# TASK TO CARRY OUT:
Using the listing below, copy every line that mentions "single".
___
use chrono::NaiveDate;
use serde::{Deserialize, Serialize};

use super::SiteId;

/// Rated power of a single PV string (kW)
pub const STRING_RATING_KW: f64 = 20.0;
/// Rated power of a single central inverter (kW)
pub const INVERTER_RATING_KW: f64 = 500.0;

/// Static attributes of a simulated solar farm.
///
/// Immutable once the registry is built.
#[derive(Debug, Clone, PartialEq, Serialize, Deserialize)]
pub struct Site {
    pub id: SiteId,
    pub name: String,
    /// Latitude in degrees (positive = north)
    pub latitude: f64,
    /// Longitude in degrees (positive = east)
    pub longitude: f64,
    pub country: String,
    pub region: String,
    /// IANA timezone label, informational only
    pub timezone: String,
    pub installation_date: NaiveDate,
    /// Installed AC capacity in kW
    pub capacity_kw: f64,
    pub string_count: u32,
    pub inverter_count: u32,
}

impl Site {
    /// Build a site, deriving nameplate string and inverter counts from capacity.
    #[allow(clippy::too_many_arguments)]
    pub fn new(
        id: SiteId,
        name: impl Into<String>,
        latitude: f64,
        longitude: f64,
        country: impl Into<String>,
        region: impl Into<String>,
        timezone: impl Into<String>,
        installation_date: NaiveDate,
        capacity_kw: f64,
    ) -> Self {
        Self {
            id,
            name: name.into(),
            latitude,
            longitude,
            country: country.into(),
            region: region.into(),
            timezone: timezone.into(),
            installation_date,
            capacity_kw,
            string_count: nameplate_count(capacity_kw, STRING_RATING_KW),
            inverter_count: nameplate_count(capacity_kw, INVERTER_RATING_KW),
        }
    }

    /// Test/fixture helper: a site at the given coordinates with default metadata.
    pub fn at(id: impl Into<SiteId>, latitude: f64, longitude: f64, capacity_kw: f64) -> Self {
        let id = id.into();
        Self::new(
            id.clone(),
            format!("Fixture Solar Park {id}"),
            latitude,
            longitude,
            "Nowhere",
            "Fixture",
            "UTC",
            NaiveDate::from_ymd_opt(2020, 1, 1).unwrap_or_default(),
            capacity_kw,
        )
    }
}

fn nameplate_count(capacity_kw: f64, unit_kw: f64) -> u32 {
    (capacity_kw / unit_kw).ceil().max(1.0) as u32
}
___
# ANSWER BOX:
/// Rated power of a single PV string (kW)
/// Rated power of a single central inverter (kW)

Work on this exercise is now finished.